Global perspective Human stories

UN officials stress urgent need for funds to help Syrians affected by crisis

Emergency Relief Coordinator Valerie Amos briefs reporters.
UN Photo/Mark Garten
Emergency Relief Coordinator Valerie Amos briefs reporters.

UN officials stress urgent need for funds to help Syrians affected by crisis

Humanitarian operations to assist Syrians who have been affected by the ongoing conflict are currently operating on a “shoestring” budget and funds are urgently needed to keep up with the scale of the crisis, senior United Nations officials said today.

“This is a crisis that is completely stretching our capacity,” the Under-Secretary-General for Humanitarian Affairs and Emergency Relief Coordinator, Valerie Amos, told reporters after she briefed the Security Council behind closed doors. “The pace at which we are able to provide assistance is much slower than the pace that the crisis is evolving.”

Ms. Amos said the Office for the Coordination of Humanitarian Affairs (OCHA), which she heads, is still trying to gain access to many areas inside the country, as well as engaging with groups on the ground to ensure they can provide assistance across conflict lines. She noted that there had been recent successes in gaining access in the Homs and Aleppo governorates, but underlined that to ensure the continuation of aid, more funds are required.

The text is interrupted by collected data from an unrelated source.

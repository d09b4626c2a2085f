// ==========================================
// 员工画像看板 - 员工标准记录
// ==========================================
// 每个维度分组是固定字段的结构体：缺失维度由构造函数补默认值，
// 不存在"漏键"的可能
// 序列化字段名与前端数据结构保持一致（中文键）
// ==========================================

use crate::domain::types::{LevelLabel, Score};
use serde::Serialize;

// ==========================================
// CategoryGroup - 维度分组
// ==========================================
/// 固定维度集合
///
/// `DIMENSIONS` 的顺序即字段声明顺序，`values()` 按相同顺序返回
pub trait CategoryGroup: Sized {
    type Value;

    /// 分组名称（与 ability_score.category 一致）
    const CATEGORY: &'static str;

    /// 维度名称（与 ability_score.ability 一致）
    const DIMENSIONS: &'static [&'static str];

    /// 按维度名称逐个取值构造
    fn from_fn<F: FnMut(&'static str) -> Self::Value>(f: F) -> Self;

    /// 按维度顺序返回取值
    fn values(&self) -> Vec<&Self::Value>;
}

// ==========================================
// 定性分组
// ==========================================

/// 价值观
#[derive(Debug, Clone, PartialEq, Eq, Serialize)]
pub struct Values {
    #[serde(rename = "与公司价值观相符")]
    pub aligned_with_company: LevelLabel,
    #[serde(rename = "与团队一起成长")]
    pub grows_with_team: LevelLabel,
}

impl CategoryGroup for Values {
    type Value = LevelLabel;
    const CATEGORY: &'static str = "价值观";
    const DIMENSIONS: &'static [&'static str] = &["与公司价值观相符", "与团队一起成长"];

    fn from_fn<F: FnMut(&'static str) -> LevelLabel>(mut f: F) -> Self {
        Self {
            aligned_with_company: f(Self::DIMENSIONS[0]),
            grows_with_team: f(Self::DIMENSIONS[1]),
        }
    }

    fn values(&self) -> Vec<&LevelLabel> {
        vec![&self.aligned_with_company, &self.grows_with_team]
    }
}

/// 胜任能力
#[derive(Debug, Clone, PartialEq, Eq, Serialize)]
pub struct Competency {
    #[serde(rename = "表达能力")]
    pub expression: LevelLabel,
    #[serde(rename = "思维能力")]
    pub thinking: LevelLabel,
    #[serde(rename = "心理素质")]
    pub composure: LevelLabel,
}

impl CategoryGroup for Competency {
    type Value = LevelLabel;
    const CATEGORY: &'static str = "胜任能力";
    const DIMENSIONS: &'static [&'static str] = &["表达能力", "思维能力", "心理素质"];

    fn from_fn<F: FnMut(&'static str) -> LevelLabel>(mut f: F) -> Self {
        Self {
            expression: f(Self::DIMENSIONS[0]),
            thinking: f(Self::DIMENSIONS[1]),
            composure: f(Self::DIMENSIONS[2]),
        }
    }

    fn values(&self) -> Vec<&LevelLabel> {
        vec![&self.expression, &self.thinking, &self.composure]
    }
}

/// 专业技能
#[derive(Debug, Clone, PartialEq, Eq, Serialize)]
pub struct ProfessionalSkills {
    #[serde(rename = "技术层面")]
    pub technical: LevelLabel,
    #[serde(rename = "业务层面")]
    pub business: LevelLabel,
    #[serde(rename = "变现层面")]
    pub monetization: LevelLabel,
}

impl CategoryGroup for ProfessionalSkills {
    type Value = LevelLabel;
    const CATEGORY: &'static str = "专业技能";
    const DIMENSIONS: &'static [&'static str] = &["技术层面", "业务层面", "变现层面"];

    fn from_fn<F: FnMut(&'static str) -> LevelLabel>(mut f: F) -> Self {
        Self {
            technical: f(Self::DIMENSIONS[0]),
            business: f(Self::DIMENSIONS[1]),
            monetization: f(Self::DIMENSIONS[2]),
        }
    }

    fn values(&self) -> Vec<&LevelLabel> {
        vec![&self.technical, &self.business, &self.monetization]
    }
}

/// 人格特质
#[derive(Debug, Clone, PartialEq, Eq, Serialize)]
pub struct PersonalityTraits {
    #[serde(rename = "工作效率")]
    pub work_efficiency: LevelLabel,
    #[serde(rename = "创造性思维")]
    pub creative_thinking: LevelLabel,
    #[serde(rename = "商业嗅机")]
    pub business_acumen: LevelLabel,
    #[serde(rename = "个人亲和力")]
    pub affinity: LevelLabel,
    #[serde(rename = "思想超越")]
    pub transcendence: LevelLabel,
}

impl CategoryGroup for PersonalityTraits {
    type Value = LevelLabel;
    const CATEGORY: &'static str = "人格特质";
    const DIMENSIONS: &'static [&'static str] =
        &["工作效率", "创造性思维", "商业嗅机", "个人亲和力", "思想超越"];

    fn from_fn<F: FnMut(&'static str) -> LevelLabel>(mut f: F) -> Self {
        Self {
            work_efficiency: f(Self::DIMENSIONS[0]),
            creative_thinking: f(Self::DIMENSIONS[1]),
            business_acumen: f(Self::DIMENSIONS[2]),
            affinity: f(Self::DIMENSIONS[3]),
            transcendence: f(Self::DIMENSIONS[4]),
        }
    }

    fn values(&self) -> Vec<&LevelLabel> {
        vec![
            &self.work_efficiency,
            &self.creative_thinking,
            &self.business_acumen,
            &self.affinity,
            &self.transcendence,
        ]
    }
}

// ==========================================
// 数值分组
// ==========================================

/// 知识技能
#[derive(Debug, Clone, PartialEq, Eq, Serialize)]
pub struct KnowledgeSkills {
    #[serde(rename = "公司方案产品理解能力")]
    pub product_understanding: Score,
    #[serde(rename = "行业知识")]
    pub industry_knowledge: Score,
    #[serde(rename = "专业知识")]
    pub domain_knowledge: Score,
}

impl CategoryGroup for KnowledgeSkills {
    type Value = Score;
    const CATEGORY: &'static str = "知识技能";
    const DIMENSIONS: &'static [&'static str] = &["公司方案产品理解能力", "行业知识", "专业知识"];

    fn from_fn<F: FnMut(&'static str) -> Score>(mut f: F) -> Self {
        Self {
            product_understanding: f(Self::DIMENSIONS[0]),
            industry_knowledge: f(Self::DIMENSIONS[1]),
            domain_knowledge: f(Self::DIMENSIONS[2]),
        }
    }

    fn values(&self) -> Vec<&Score> {
        vec![
            &self.product_understanding,
            &self.industry_knowledge,
            &self.domain_knowledge,
        ]
    }
}

/// 能力要求
#[derive(Debug, Clone, PartialEq, Eq, Serialize)]
pub struct AbilityRequirements {
    #[serde(rename = "客户痛点识别及需求探索能力")]
    pub pain_point_discovery: Score,
    #[serde(rename = "方案设计能力")]
    pub solution_design: Score,
    #[serde(rename = "业务价值传递能力")]
    pub value_delivery: Score,
    #[serde(rename = "客户关系管理与高层对话能力")]
    pub executive_relationship: Score,
    #[serde(rename = "资源协调组织能力")]
    pub resource_coordination: Score,
}

impl CategoryGroup for AbilityRequirements {
    type Value = Score;
    const CATEGORY: &'static str = "能力要求";
    const DIMENSIONS: &'static [&'static str] = &[
        "客户痛点识别及需求探索能力",
        "方案设计能力",
        "业务价值传递能力",
        "客户关系管理与高层对话能力",
        "资源协调组织能力",
    ];

    fn from_fn<F: FnMut(&'static str) -> Score>(mut f: F) -> Self {
        Self {
            pain_point_discovery: f(Self::DIMENSIONS[0]),
            solution_design: f(Self::DIMENSIONS[1]),
            value_delivery: f(Self::DIMENSIONS[2]),
            executive_relationship: f(Self::DIMENSIONS[3]),
            resource_coordination: f(Self::DIMENSIONS[4]),
        }
    }

    fn values(&self) -> Vec<&Score> {
        vec![
            &self.pain_point_discovery,
            &self.solution_design,
            &self.value_delivery,
            &self.executive_relationship,
            &self.resource_coordination,
        ]
    }
}

// ==========================================
// 基本信息 / 工作经历 / 教育背景
// ==========================================

#[derive(Debug, Clone, PartialEq, Serialize)]
pub struct BasicInfo {
    #[serde(rename = "姓名")]
    pub name: String,
    #[serde(rename = "性别")]
    pub gender: String,
    #[serde(rename = "年龄")]
    pub age: u32,
    #[serde(rename = "身体+爱好")]
    pub hobby: String,
    #[serde(rename = "性格")]
    pub personality: String,
    #[serde(rename = "家庭")]
    pub family: String,
}

#[derive(Debug, Clone, PartialEq, Serialize)]
pub struct WorkExperience {
    /// 同行业年限
    #[serde(rename = "同行业年限")]
    pub years_in_industry: f64,
    /// 跳槽次数
    #[serde(rename = "跳槽次数")]
    pub job_hops: f64,
    #[serde(rename = "曾担任工作")]
    pub previous_job: String,
}

#[derive(Debug, Clone, PartialEq, Eq, Serialize)]
pub struct Education {
    #[serde(rename = "学历")]
    pub degree: String,
    #[serde(rename = "学校")]
    pub school: String,
    #[serde(rename = "专业")]
    pub major: String,
}

// ==========================================
// Employee - 员工标准记录
// ==========================================
#[derive(Debug, Clone, PartialEq, Serialize)]
pub struct Employee {
    /// 序号（正整数，排序键）
    #[serde(rename = "序号")]
    pub seq: i64,
    #[serde(rename = "基本信息")]
    pub basic: BasicInfo,
    #[serde(rename = "工作经历")]
    pub work: WorkExperience,
    #[serde(rename = "教育背景")]
    pub education: Education,
    #[serde(rename = "价值观")]
    pub values: Values,
    #[serde(rename = "胜任能力")]
    pub competency: Competency,
    #[serde(rename = "专业技能")]
    pub professional_skills: ProfessionalSkills,
    #[serde(rename = "人格特质")]
    pub personality_traits: PersonalityTraits,
    #[serde(rename = "知识技能")]
    pub knowledge_skills: KnowledgeSkills,
    #[serde(rename = "能力要求")]
    pub ability_requirements: AbilityRequirements,
}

Last month countries and regional organizations pledged more than $1.5 billion to provide humanitarian assistance to civilians affected by the conflict in Syria. However, Ms. Amos said that only $200 million has been received so far.

“We are engaged in consultations with the countries that pledged but we have not yet received $1.3 billion of the money that was pledged,” she said.

The Director of the New York office of the UN High Commissioner for Refugees (UNHCR), Udo Janz, echoed Ms. Amos’ remarks on the urgent need for funds to be able to sustain operations not just inside Syria but in neighbouring countries, which are now hosting some 900,000 people who have fled the conflict.

“The funding situation is a grim one. We have heard all the pledges, we now need to see that these pledges are honoured,” he said. “UNHCR is operating on a shoestring compared to the needs that are in the region.”

Mr. Janz said that during the his briefing to the Council, High Commissioner for Refugees António Guterres underlined the situation of Palestinian refugees who have been hosted in Syria for many years and have now been forced to leave their homes, with some 300,000 now in Lebanon. He added that it is vital that the UN Relief and Works Agency for Palestine Refugees in the Near East (UNRWA) receives enough support to be able to stabilize the situation inside and outside Syria.

Also briefing the Council today was the Special Representative of the Secretary-General on Sexual Violence in Conflict, Zainab Hawa Bangura, who warned of reports of the systematic use of sexual violence not just against women but also against men, boys and girls.

She told reporters that sexual violence is now “widespread” and is triggering a huge displacement of people who cite fear of this type of violence as the reason for leaving their homes.

Ms. Bangura also said many men reported that sexual violence is being used by Government forces as a technique to solicit information, while there have also been reports of many families at the brink of destitution that have given up their daughters for marriage.

Up to 70,000 people, mostly civilians, have been killed since the uprising against President Bashar al-Assad began in March 2011.